● Problem: Repeat exactly, and only, the lines from the one containing "path.split('.')" through the last line of the data below.
---------- Supplied records ----------
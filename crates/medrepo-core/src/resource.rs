//! Closed catalog of resource types and the shape contract each one declares.
//!
//! The catalog is intentionally small and static: a write for a type that is
//! not listed here is rejected before it reaches storage. Shape checks only
//! cover structure (object-ness, required elements, element kinds); they do
//! not validate clinical meaning.

use serde_json::Value;

use crate::error::{CoreError, Result};

/// Where lineages of a resource type live.
#[derive(Debug, Clone, Copy, PartialEq, Eq, Hash)]
pub enum ResourceScope {
    /// Platform-wide records stored on the global shard.
    Platform,
    /// Records partitioned by tenant.
    Tenant,
}

/// Expected JSON kind of a required element.
#[derive(Debug, Clone, Copy, PartialEq, Eq)]
pub enum ElementKind {
    String,
    Object,
    Array,
    Any,
}

impl ElementKind {
    fn accepts(self, value: &Value) -> bool {
        match self {
            ElementKind::String => value.is_string(),
            ElementKind::Object => value.is_object(),
            ElementKind::Array => value.is_array(),
            ElementKind::Any => !value.is_null(),
        }
    }

    fn as_str(self) -> &'static str {
        match self {
            ElementKind::String => "string",
            ElementKind::Object => "object",
            ElementKind::Array => "array",
            ElementKind::Any => "value",
        }
    }
}

/// A required element, addressed by a dotted path from the resource root.
#[derive(Debug, Clone, Copy)]
pub struct RequiredElement {
    pub path: &'static str,
    pub kind: ElementKind,
}

/// Declared shape of one resource type.
#[derive(Debug, Clone, Copy)]
pub struct TypeDefinition {
    pub name: &'static str,
    pub scope: ResourceScope,
    pub required: &'static [RequiredElement],
}

macro_rules! catalog {
    ($($scope:ident $name:literal { $($path:literal : $kind:ident),* }),* $(,)?) => {
        &[$(
            TypeDefinition {
                name: $name,
                scope: ResourceScope::$scope,
                required: &[$(RequiredElement { path: $path, kind: ElementKind::$kind }),*],
            }
        ),*]
    };
}

static CATALOG: &[TypeDefinition] = catalog![
    Platform "Project" { "name": String },
    Platform "User" { "email": String },
    Platform "ClientApplication" {},
    Platform "DomainConfiguration" { "domain": String },
    Tenant "AuditEvent" { "type": Object, "recorded": String },
    Tenant "Communication" { "status": String },
    Tenant "Condition" { "subject": Object },
    Tenant "DiagnosticReport" { "status": String, "code": Object },
    Tenant "DocumentReference" { "status": String, "content": Array },
    Tenant "Encounter" { "status": String },
    Tenant "MedicationRequest" { "status": String, "intent": String, "subject": Object },
    Tenant "Observation" { "status": String, "code": Object },
    Tenant "Organization" {},
    Tenant "Patient" {},
    Tenant "Practitioner" {},
    Tenant "ServiceRequest" { "status": String, "intent": String, "subject": Object },
    Tenant "Subscription" { "status": String, "criteria": String, "channel.type": String },
    Tenant "Task" { "status": String, "intent": String },
];

/// Looks up a resource type in the catalog.
pub fn lookup_type(name: &str) -> Option<&'static TypeDefinition> {
    CATALOG.iter().find(|def| def.name == name)
}

/// Returns every known resource type name.
pub fn known_types() -> impl Iterator<Item = &'static str> {
    CATALOG.iter().map(|def| def.name)
}

/// Returns the storage scope of a resource type.
pub fn scope_of(resource_type: &str) -> Result<ResourceScope> {
    lookup_type(resource_type)
        .map(|def| def.scope)
        .ok_or_else(|| CoreError::invalid_resource_type(resource_type))
}

/// Validates resource content against the declared shape for its type.
///
/// `resourceType` may be omitted from the content; when present it must match.
pub fn validate_shape(resource_type: &str, content: &Value) -> Result<()> {
    let def = lookup_type(resource_type)
        .ok_or_else(|| CoreError::invalid_resource_type(resource_type))?;

    let obj = content
        .as_object()
        .ok_or_else(|| CoreError::invalid_resource("resource content must be a JSON object"))?;

    if let Some(declared) = obj.get("resourceType") {
        match declared.as_str() {
            Some(t) if t == resource_type => {}
            Some(t) => {
                return Err(CoreError::invalid_resource(format!(
                    "resourceType '{t}' does not match '{resource_type}'"
                )));
            }
            None => return Err(CoreError::invalid_resource("resourceType must be a string")),
        }
    }

    if let Some(meta) = obj.get("meta")
        && !meta.is_object()
    {
        return Err(CoreError::invalid_resource("meta must be an object"));
    }

    for element in def.required {
        match lookup_path(content, element.path) {
            None => {
                return Err(CoreError::invalid_resource(format!(
                    "{resource_type}.{} is required",
                    element.path
                )));
            }
            Some(value) if !element.kind.accepts(value) => {
                return Err(CoreError::invalid_resource(format!(
                    "{resource_type}.{} must be a {}",
                    element.path,
                    element.kind.as_str()
                )));
            }
            Some(_) => {}
        }
    }

    Ok(())
}

fn lookup_path<'a>(value: &'a Value, path: &str) -> Option<&'a Value> {
    path.split('.')
        .try_fold(value, |current, segment| current.get(segment))
        .filter(|v| !v.is_null())
}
----------
● Answer area:
    path.split('.')
        .try_fold(value, |current, segment| current.get(segment))
        .filter(|v| !v.is_null())
}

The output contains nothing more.